• TASK PROMPT: Whenever a line of the listing contains the string "StdMutex", return that line.

• DATA UNDER STUDY:
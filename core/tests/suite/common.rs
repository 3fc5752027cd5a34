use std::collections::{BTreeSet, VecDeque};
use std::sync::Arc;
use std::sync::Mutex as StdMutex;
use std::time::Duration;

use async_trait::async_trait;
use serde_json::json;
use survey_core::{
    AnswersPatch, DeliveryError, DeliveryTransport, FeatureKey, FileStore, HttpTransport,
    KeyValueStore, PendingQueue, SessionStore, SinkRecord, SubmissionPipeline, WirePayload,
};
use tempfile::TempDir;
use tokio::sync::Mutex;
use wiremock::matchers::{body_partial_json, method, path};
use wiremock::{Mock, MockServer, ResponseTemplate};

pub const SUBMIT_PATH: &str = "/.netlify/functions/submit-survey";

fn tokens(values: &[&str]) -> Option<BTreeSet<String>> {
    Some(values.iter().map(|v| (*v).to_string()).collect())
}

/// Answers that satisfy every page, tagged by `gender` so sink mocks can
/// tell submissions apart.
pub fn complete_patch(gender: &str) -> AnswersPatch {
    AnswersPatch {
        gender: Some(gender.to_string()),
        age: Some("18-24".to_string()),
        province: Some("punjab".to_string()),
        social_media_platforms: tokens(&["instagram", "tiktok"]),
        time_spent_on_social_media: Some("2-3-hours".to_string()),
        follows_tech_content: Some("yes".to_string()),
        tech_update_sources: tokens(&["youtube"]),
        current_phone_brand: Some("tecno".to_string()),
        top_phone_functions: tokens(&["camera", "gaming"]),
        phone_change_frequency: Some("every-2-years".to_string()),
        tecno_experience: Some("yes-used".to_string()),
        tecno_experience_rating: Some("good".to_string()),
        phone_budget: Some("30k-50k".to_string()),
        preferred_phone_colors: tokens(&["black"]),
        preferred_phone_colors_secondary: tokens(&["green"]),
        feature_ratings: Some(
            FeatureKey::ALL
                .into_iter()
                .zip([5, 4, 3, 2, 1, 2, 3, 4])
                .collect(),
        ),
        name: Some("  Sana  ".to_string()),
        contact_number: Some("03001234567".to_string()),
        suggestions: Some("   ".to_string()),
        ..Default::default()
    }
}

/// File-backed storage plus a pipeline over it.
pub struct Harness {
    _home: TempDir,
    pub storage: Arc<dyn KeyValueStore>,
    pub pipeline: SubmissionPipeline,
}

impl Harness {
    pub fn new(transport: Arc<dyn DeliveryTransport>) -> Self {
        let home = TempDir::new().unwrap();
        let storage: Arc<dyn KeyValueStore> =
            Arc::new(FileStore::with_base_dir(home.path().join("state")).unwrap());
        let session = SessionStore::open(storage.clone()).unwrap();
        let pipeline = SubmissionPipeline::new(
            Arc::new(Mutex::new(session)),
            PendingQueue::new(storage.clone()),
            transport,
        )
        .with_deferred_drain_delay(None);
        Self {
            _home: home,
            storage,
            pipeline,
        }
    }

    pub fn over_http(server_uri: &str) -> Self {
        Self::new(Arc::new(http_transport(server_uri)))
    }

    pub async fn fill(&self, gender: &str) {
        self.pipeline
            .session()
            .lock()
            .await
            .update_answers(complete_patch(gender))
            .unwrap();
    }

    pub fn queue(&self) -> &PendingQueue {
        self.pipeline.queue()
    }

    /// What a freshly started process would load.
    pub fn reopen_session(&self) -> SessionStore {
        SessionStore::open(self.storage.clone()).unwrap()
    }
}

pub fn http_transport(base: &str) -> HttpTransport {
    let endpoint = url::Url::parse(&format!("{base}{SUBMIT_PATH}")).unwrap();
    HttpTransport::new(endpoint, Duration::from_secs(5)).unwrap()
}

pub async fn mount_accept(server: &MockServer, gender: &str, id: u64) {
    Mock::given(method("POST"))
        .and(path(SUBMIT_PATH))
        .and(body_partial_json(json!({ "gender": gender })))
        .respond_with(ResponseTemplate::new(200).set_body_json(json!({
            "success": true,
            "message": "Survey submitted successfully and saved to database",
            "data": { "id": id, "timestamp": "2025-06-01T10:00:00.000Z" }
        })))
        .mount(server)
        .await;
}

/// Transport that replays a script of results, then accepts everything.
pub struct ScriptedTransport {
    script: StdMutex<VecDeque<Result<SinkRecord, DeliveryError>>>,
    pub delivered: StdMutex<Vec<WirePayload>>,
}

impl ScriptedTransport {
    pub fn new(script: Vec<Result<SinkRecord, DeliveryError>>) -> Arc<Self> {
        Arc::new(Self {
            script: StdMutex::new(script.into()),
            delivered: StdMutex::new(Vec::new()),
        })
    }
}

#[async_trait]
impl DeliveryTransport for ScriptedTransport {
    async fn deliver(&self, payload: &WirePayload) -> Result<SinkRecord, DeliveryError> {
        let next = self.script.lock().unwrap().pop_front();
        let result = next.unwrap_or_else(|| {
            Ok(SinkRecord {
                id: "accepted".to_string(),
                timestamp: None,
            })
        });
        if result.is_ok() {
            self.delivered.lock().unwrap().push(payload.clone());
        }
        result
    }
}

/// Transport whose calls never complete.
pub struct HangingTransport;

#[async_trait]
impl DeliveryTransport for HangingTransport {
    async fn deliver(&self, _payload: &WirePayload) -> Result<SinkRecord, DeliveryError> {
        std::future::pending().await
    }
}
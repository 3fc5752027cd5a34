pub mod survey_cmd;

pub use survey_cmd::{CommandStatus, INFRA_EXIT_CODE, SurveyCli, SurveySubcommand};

• WRITTEN RESPONSE:
use std::sync::Mutex as StdMutex;
    script: StdMutex<VecDeque<Result<SinkRecord, DeliveryError>>>,
    pub delivered: StdMutex<Vec<WirePayload>>,
            script: StdMutex::new(script.into()),
            delivered: StdMutex::new(Vec::new()),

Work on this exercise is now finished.